Laufer, Patrick (IAV Fahrzeugsicherheit), Gühmann, Clemens (Technische Universität Berlin)

Vehicle Occupant Age and Gender Estimation Using Convolutional Neural Networks on RGB and NIR Images

Scheduled for presentation during the Regular Session "S14c-Human Factors and Human Machine Interaction in Automated Driving" (WE-LA-T14), Wednesday, November 19, 2025, 16:00−16:20, Currumbin

2025 IEEE 28th International Conference on Intelligent Transportation Systems (ITSC), November 18-21, 2025, Gold Coast, Australia

This information is tentative and subject to change.

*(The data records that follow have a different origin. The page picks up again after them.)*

impl CategoryRange {
    pub fn new<S: Into<String>>(lower: S, upper: S) -> Result<Self> {
        let lower = valid_bound(lower.into())?;
        let upper = valid_bound(upper.into())?;
        Ok(Self { lower, upper })
    }
}

/// A single point in time, always UTC
#[derive(Debug, Clone, Copy, PartialEq, Eq, Serialize, Deserialize)]
pub struct TimeInstant {
    pub time: OffsetDateTime,
}

impl TimeInstant {
    /// Fails with `DateTime` unless the timestamp is explicitly UTC
    pub fn new(time: OffsetDateTime) -> Result<Self> {
        Ok(Self {
            time: primitives::ensure_utc(time)?,
        })
    }
}

/// A closed time interval, both ends UTC and well-ordered
#[derive(Debug, Clone, Copy, PartialEq, Eq, Serialize, Deserialize)]
pub struct TimeRange {
    pub start: OffsetDateTime,
    pub end: OffsetDateTime,
}

impl TimeRange {
    /// Fails with `DateTime` for non-UTC ends and `RangeOrder` if `start > end`
    pub fn new(start: OffsetDateTime, end: OffsetDateTime) -> Result<Self> {
        let start = primitives::ensure_utc(start)?;
        let end = primitives::ensure_utc(end)?;
        if start > end {
            return Err(MeasError::range_order(format!("{start} > {end}")));
        }
        Ok(Self { start, end })
    }
}

fn valid_category(value: String) -> Result<String> {
    if value.chars().any(char::is_whitespace) {
        return Err(MeasError::CategoryWhitespace { value });
    }
    Ok(value)
}

// Range bounds are additionally required to be non-empty.
fn valid_bound(value: String) -> Result<String> {
    let value = valid_category(value)?;
    if value.is_empty() {
        return Err(MeasError::CategoryWhitespace { value });
    }
    Ok(value)
}

/// One value shape of an observation result or data-record field
#[derive(Debug, Clone, PartialEq, Serialize, Deserialize)]
pub enum Item {
    Boolean(bool),
    Category(Option<String>),
    CategoryRange(CategoryRange),
    Count(i64),
    CountRange(CountRange),
    Measurement(Measurement),
    MeasurementRange(MeasurementRange),
    Text(Option<String>),
    TimeInstant(TimeInstant),
    TimeRange(TimeRange),
    Array(Array),
    DataRecord(DataRecord),
    TimeSeriesConstant(TimeSeriesConstant),
    TimeSeriesFlexible(TimeSeriesFlexible),
}

impl Item {
    /// A category item; the value must be whitespace-free
    ///
    /// An empty value is normalised to the empty category.
    pub fn category<S: Into<String>>(value: S) -> Result<Self> {
        let value = valid_category(value.into())?;
        if value.is_empty() {
            Ok(Self::Category(None))
        } else {
            Ok(Self::Category(Some(value)))
        }
    }

    /// The category item with no value
    pub fn empty_category() -> Self {
        Self::Category(None)
    }

    /// A free-text item; an empty value is normalised to no value
    pub fn text<S: Into<String>>(value: S) -> Self {
        let value = value.into();
        if value.is_empty() {
            Self::Text(None)
        } else {
            Self::Text(Some(value))
        }
    }

    /// The discriminator identifying which wire slot shape this item uses
    pub fn type_tag(&self) -> TypeTag {
        match self {
            Self::Boolean(_) => TypeTag::Truth,
            Self::Category(_) => TypeTag::Category,
            Self::CategoryRange(_) => TypeTag::CategoryRange,
            Self::Count(_) => TypeTag::Count,
            Self::CountRange(_) => TypeTag::CountRange,
            Self::Measurement(_) => TypeTag::Measurement,
            Self::MeasurementRange(_) => TypeTag::MeasurementRange,
            Self::Text(_) => TypeTag::Text,
            Self::TimeInstant(_) | Self::TimeRange(_) => TypeTag::Temporal,
            Self::Array(_) | Self::DataRecord(_) => TypeTag::Complex,
            Self::TimeSeriesConstant(_) => TypeTag::TimeSeriesConstant,
            Self::TimeSeriesFlexible(_) => TypeTag::TimeSeriesFlexible,
        }
    }

    /// Whether this item may carry a data quality when used as a record field
    ///
    /// Composite items (records, arrays, time series) carry quality per
    /// element instead and report `false` here.
    pub fn supports_quality_in_record(&self) -> bool {
        !matches!(
            self,
            Self::Array(_)
                | Self::DataRecord(_)
                | Self::TimeSeriesConstant(_)
                | Self::TimeSeriesFlexible(_)
        )
    }

    /// A short human-readable rendering of the value
    pub fn display_string(&self) -> String {
        match self {
            Self::Boolean(v) => v.to_string(),
            Self::Category(v) => v.clone().unwrap_or_default(),
            Self::CategoryRange(r) => {
                if r.lower.is_empty() || r.upper.is_empty() {
                    String::new()
                } else {
                    format!("{}..{}", r.lower, r.upper)
                }
            }
            Self::Count(v) => v.to_string(),
            Self::CountRange(r) => format!("{}..{}", r.lower, r.upper),
            Self::Measurement(m) => format!("{} {}", round3(m.value), m.unit),
            Self::MeasurementRange(r) => {
                format!("{}..{} {}", round3(r.lower), round3(r.upper), r.unit)
            }
            Self::Text(v) => v.clone().unwrap_or_default(),
            Self::TimeInstant(t) => display_time(t.time),
            Self::TimeRange(r) => {
                format!("{}..{}", display_time(r.start), display_time(r.end))
            }
            Self::Array(a) => format!("Array {}x{}", a.row_count(), a.column_count()),
            Self::DataRecord(r) => format!("Data record ({} fields)", r.len()),
            Self::TimeSeriesConstant(ts) => format!("Time series ({} values)", ts.len()),
            Self::TimeSeriesFlexible(ts) => format!("Time series ({} values)", ts.len()),
        }
    }
}

fn round3(value: f64) -> String {
    let mut text = format!("{value:.3}");
    if text.contains('.') {
        text = text.trim_end_matches('0').trim_end_matches('.').to_string();
    }
    text
}

fn display_time(time: OffsetDateTime) -> String {
    primitives::encode_timestamp(time).unwrap_or_else(|_| time.to_string())
}

impl fmt::Display for Item {
    fn fmt(&self, f: &mut fmt::Formatter<'_>) -> fmt::Result {
        f.write_str(&self.display_string())
    }
}

impl From<bool> for Item {
    fn from(value: bool) -> Self {
        Self::Boolean(value)
    }
}

impl From<i64> for Item {
    fn from(value: i64) -> Self {
        Self::Count(value)
    }
}

impl From<Measurement> for Item {
    fn from(value: Measurement) -> Self {
        Self::Measurement(value)
    }
}

impl From<MeasurementRange> for Item {
    fn from(value: MeasurementRange) -> Self {
        Self::MeasurementRange(value)
    }
}

impl From<CountRange> for Item {
    fn from(value: CountRange) -> Self {
        Self::CountRange(value)
    }
}

impl From<CategoryRange> for Item {
    fn from(value: CategoryRange) -> Self {
        Self::CategoryRange(value)
    }
}

impl From<TimeInstant> for Item {
    fn from(value: TimeInstant) -> Self {
        Self::TimeInstant(value)
    }
}

impl From<TimeRange> for Item {
    fn from(value: TimeRange) -> Self {
        Self::TimeRange(value)
    }
}

impl From<Array> for Item {
    fn from(value: Array) -> Self {
        Self::Array(value)
    }
}

impl From<DataRecord> for Item {
    fn from(value: DataRecord) -> Self {
        Self::DataRecord(value)
    }
}

impl From<TimeSeriesConstant> for Item {
    fn from(value: TimeSeriesConstant) -> Self {
        Self::TimeSeriesConstant(value)
    }
}

impl From<TimeSeriesFlexible> for Item {
    fn from(value: TimeSeriesFlexible) -> Self {
        Self::TimeSeriesFlexible(value)
    }
}

/// Observation result type discriminator, serialised as a URI
///
/// The first six carry the standard O&M vocabulary URIs; the rest use the
/// custom vocabulary prefix. `Complex` and `Temporal` cover two item shapes
/// each and are disambiguated by payload shape on decode.
#[derive(Debug, Clone, Copy, PartialEq, Eq, Hash, Serialize, Deserialize)]
pub enum TypeTag {
    Category,
    CategoryRange,
    Complex,
    Count,
    CountRange,
    Measurement,
    MeasurementRange,
    Temporal,
    Text,
    TimeSeriesConstant,
    TimeSeriesFlexible,
    Truth,
}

Compiled on October 19, 2025

Keywords Human-Machine Interaction Systems for Enhanced Driver Assistance and Safety, Autonomous Vehicle Safety and Performance Testing

Abstract

To enhance safety within the vehicle interior, the New Car Assessment Protocol (NCAP) emphasizes the importance of estimating occupant features, such as age and gender, utilizing integrated sensors like vehicle interior cameras. This work presents a data augmentation strategy designed to enhance the performance of a Convolutional Neural Network (CNN) in estimating the facial age and gender of both the driver and co-driver from vehicle interior images captured in near-infrared (NIR) and visual (RGB) modalities. The approach was initially tested on publicly available datasets and later evaluated using an in-house dataset derived from a study involving 50 unique test subjects, who acted as drivers and co-drivers within a car. In the in-house dataset, facial images were generated using both coarse and tight cropping strategies to identify the optimal approach. Results indicate that the proposed data augmentation strategy, combined with tighter cropping, significantly enhances gender and age estimation performance in both RGB and NIR modalities while outperforming state of the art methods.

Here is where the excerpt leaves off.